↓
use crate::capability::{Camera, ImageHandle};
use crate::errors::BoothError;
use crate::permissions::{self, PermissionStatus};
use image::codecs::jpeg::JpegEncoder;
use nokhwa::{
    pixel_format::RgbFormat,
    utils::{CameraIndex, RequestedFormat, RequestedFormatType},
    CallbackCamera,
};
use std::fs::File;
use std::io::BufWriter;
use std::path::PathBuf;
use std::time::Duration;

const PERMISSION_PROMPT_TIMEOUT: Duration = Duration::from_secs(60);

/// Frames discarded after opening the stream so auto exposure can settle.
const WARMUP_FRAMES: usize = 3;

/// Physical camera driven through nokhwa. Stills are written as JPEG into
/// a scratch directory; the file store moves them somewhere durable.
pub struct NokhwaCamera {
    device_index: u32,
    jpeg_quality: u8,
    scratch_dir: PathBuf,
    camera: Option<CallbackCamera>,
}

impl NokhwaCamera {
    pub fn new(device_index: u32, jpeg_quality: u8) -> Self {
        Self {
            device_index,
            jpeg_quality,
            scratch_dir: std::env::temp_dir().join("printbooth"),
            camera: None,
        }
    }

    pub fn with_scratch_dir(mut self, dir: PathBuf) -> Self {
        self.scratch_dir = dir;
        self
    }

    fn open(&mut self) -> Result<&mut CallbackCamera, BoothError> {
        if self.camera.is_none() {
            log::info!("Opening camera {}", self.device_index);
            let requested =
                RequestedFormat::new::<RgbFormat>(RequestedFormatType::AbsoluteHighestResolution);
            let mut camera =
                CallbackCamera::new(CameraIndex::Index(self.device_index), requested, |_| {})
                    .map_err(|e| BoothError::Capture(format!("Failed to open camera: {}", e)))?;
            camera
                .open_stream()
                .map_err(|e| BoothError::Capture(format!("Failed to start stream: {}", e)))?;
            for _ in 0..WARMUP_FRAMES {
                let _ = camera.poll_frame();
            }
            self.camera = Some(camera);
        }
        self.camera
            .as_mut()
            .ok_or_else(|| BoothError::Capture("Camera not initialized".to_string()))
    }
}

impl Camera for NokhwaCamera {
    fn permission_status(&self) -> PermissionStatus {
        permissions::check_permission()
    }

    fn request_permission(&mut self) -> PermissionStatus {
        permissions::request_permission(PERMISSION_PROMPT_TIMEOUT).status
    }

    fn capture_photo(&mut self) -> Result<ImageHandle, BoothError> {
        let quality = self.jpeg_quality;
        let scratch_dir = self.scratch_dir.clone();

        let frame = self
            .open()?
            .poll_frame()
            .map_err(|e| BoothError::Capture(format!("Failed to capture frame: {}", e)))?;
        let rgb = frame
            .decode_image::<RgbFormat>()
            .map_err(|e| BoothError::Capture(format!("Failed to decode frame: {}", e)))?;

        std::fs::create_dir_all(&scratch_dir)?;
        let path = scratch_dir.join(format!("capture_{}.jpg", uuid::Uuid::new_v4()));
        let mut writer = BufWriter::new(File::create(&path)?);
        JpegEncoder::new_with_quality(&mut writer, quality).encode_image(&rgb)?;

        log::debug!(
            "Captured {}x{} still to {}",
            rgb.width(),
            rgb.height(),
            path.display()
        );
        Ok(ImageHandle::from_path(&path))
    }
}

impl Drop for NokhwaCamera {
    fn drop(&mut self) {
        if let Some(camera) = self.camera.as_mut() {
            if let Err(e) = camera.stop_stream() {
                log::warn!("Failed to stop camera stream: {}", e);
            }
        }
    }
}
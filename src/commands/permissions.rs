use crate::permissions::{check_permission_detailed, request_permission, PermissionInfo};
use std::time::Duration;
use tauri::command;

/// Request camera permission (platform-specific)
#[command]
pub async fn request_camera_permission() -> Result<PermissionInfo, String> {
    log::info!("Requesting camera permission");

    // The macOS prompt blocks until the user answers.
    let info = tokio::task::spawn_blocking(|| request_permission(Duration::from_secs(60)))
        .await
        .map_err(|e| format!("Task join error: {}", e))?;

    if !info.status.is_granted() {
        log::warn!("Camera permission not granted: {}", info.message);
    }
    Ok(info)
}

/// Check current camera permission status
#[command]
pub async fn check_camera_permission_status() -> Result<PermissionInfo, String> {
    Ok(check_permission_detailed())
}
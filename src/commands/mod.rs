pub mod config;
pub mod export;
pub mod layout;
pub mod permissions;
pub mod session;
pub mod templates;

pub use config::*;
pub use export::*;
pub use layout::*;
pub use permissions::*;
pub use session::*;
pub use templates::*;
↑
Problem to work on:
Output every record above exactly as it appears.

Exercise solution:
use crate::capability::{Camera, ImageHandle};
use crate::errors::BoothError;
use crate::permissions::{self, PermissionStatus};
use image::codecs::jpeg::JpegEncoder;
use nokhwa::{
    pixel_format::RgbFormat,
    utils::{CameraIndex, RequestedFormat, RequestedFormatType},
    CallbackCamera,
};
use std::fs::File;
use std::io::BufWriter;
use std::path::PathBuf;
use std::time::Duration;

const PERMISSION_PROMPT_TIMEOUT: Duration = Duration::from_secs(60);

/// Frames discarded after opening the stream so auto exposure can settle.
const WARMUP_FRAMES: usize = 3;

/// Physical camera driven through nokhwa. Stills are written as JPEG into
/// a scratch directory; the file store moves them somewhere durable.
pub struct NokhwaCamera {
    device_index: u32,
    jpeg_quality: u8,
    scratch_dir: PathBuf,
    camera: Option<CallbackCamera>,
}

impl NokhwaCamera {
    pub fn new(device_index: u32, jpeg_quality: u8) -> Self {
        Self {
            device_index,
            jpeg_quality,
            scratch_dir: std::env::temp_dir().join("printbooth"),
            camera: None,
        }
    }

    pub fn with_scratch_dir(mut self, dir: PathBuf) -> Self {
        self.scratch_dir = dir;
        self
    }

    fn open(&mut self) -> Result<&mut CallbackCamera, BoothError> {
        if self.camera.is_none() {
            log::info!("Opening camera {}", self.device_index);
            let requested =
                RequestedFormat::new::<RgbFormat>(RequestedFormatType::AbsoluteHighestResolution);
            let mut camera =
                CallbackCamera::new(CameraIndex::Index(self.device_index), requested, |_| {})
                    .map_err(|e| BoothError::Capture(format!("Failed to open camera: {}", e)))?;
            camera
                .open_stream()
                .map_err(|e| BoothError::Capture(format!("Failed to start stream: {}", e)))?;
            for _ in 0..WARMUP_FRAMES {
                let _ = camera.poll_frame();
            }
            self.camera = Some(camera);
        }
        self.camera
            .as_mut()
            .ok_or_else(|| BoothError::Capture("Camera not initialized".to_string()))
    }
}

impl Camera for NokhwaCamera {
    fn permission_status(&self) -> PermissionStatus {
        permissions::check_permission()
    }

    fn request_permission(&mut self) -> PermissionStatus {
        permissions::request_permission(PERMISSION_PROMPT_TIMEOUT).status
    }

    fn capture_photo(&mut self) -> Result<ImageHandle, BoothError> {
        let quality = self.jpeg_quality;
        let scratch_dir = self.scratch_dir.clone();

        let frame = self
            .open()?
            .poll_frame()
            .map_err(|e| BoothError::Capture(format!("Failed to capture frame: {}", e)))?;
        let rgb = frame
            .decode_image::<RgbFormat>()
            .map_err(|e| BoothError::Capture(format!("Failed to decode frame: {}", e)))?;

        std::fs::create_dir_all(&scratch_dir)?;
        let path = scratch_dir.join(format!("capture_{}.jpg", uuid::Uuid::new_v4()));
        let mut writer = BufWriter::new(File::create(&path)?);
        JpegEncoder::new_with_quality(&mut writer, quality).encode_image(&rgb)?;

        log::debug!(
            "Captured {}x{} still to {}",
            rgb.width(),
            rgb.height(),
            path.display()
        );
        Ok(ImageHandle::from_path(&path))
    }
}

impl Drop for NokhwaCamera {
    fn drop(&mut self) {
        if let Some(camera) = self.camera.as_mut() {
            if let Err(e) = camera.stop_stream() {
                log::warn!("Failed to stop camera stream: {}", e);
            }
        }
    }
}
filename src/commands/permissions.rs
use crate::permissions::{check_permission_detailed, request_permission, PermissionInfo};
use std::time::Duration;
use tauri::command;

/// Request camera permission (platform-specific)
#[command]
pub async fn request_camera_permission() -> Result<PermissionInfo, String> {
    log::info!("Requesting camera permission");

    // The macOS prompt blocks until the user answers.
    let info = tokio::task::spawn_blocking(|| request_permission(Duration::from_secs(60)))
        .await
        .map_err(|e| format!("Task join error: {}", e))?;

    if !info.status.is_granted() {
        log::warn!("Camera permission not granted: {}", info.message);
    }
    Ok(info)
}

/// Check current camera permission status
#[command]
pub async fn check_camera_permission_status() -> Result<PermissionInfo, String> {
    Ok(check_permission_detailed())
}
filename src/commands/mod.rs
pub mod config;
pub mod export;
pub mod layout;
pub mod permissions;
pub mod session;
pub mod templates;

pub use config::*;
pub use export::*;
pub use layout::*;
pub use permissions::*;
pub use session::*;
pub use templates::*;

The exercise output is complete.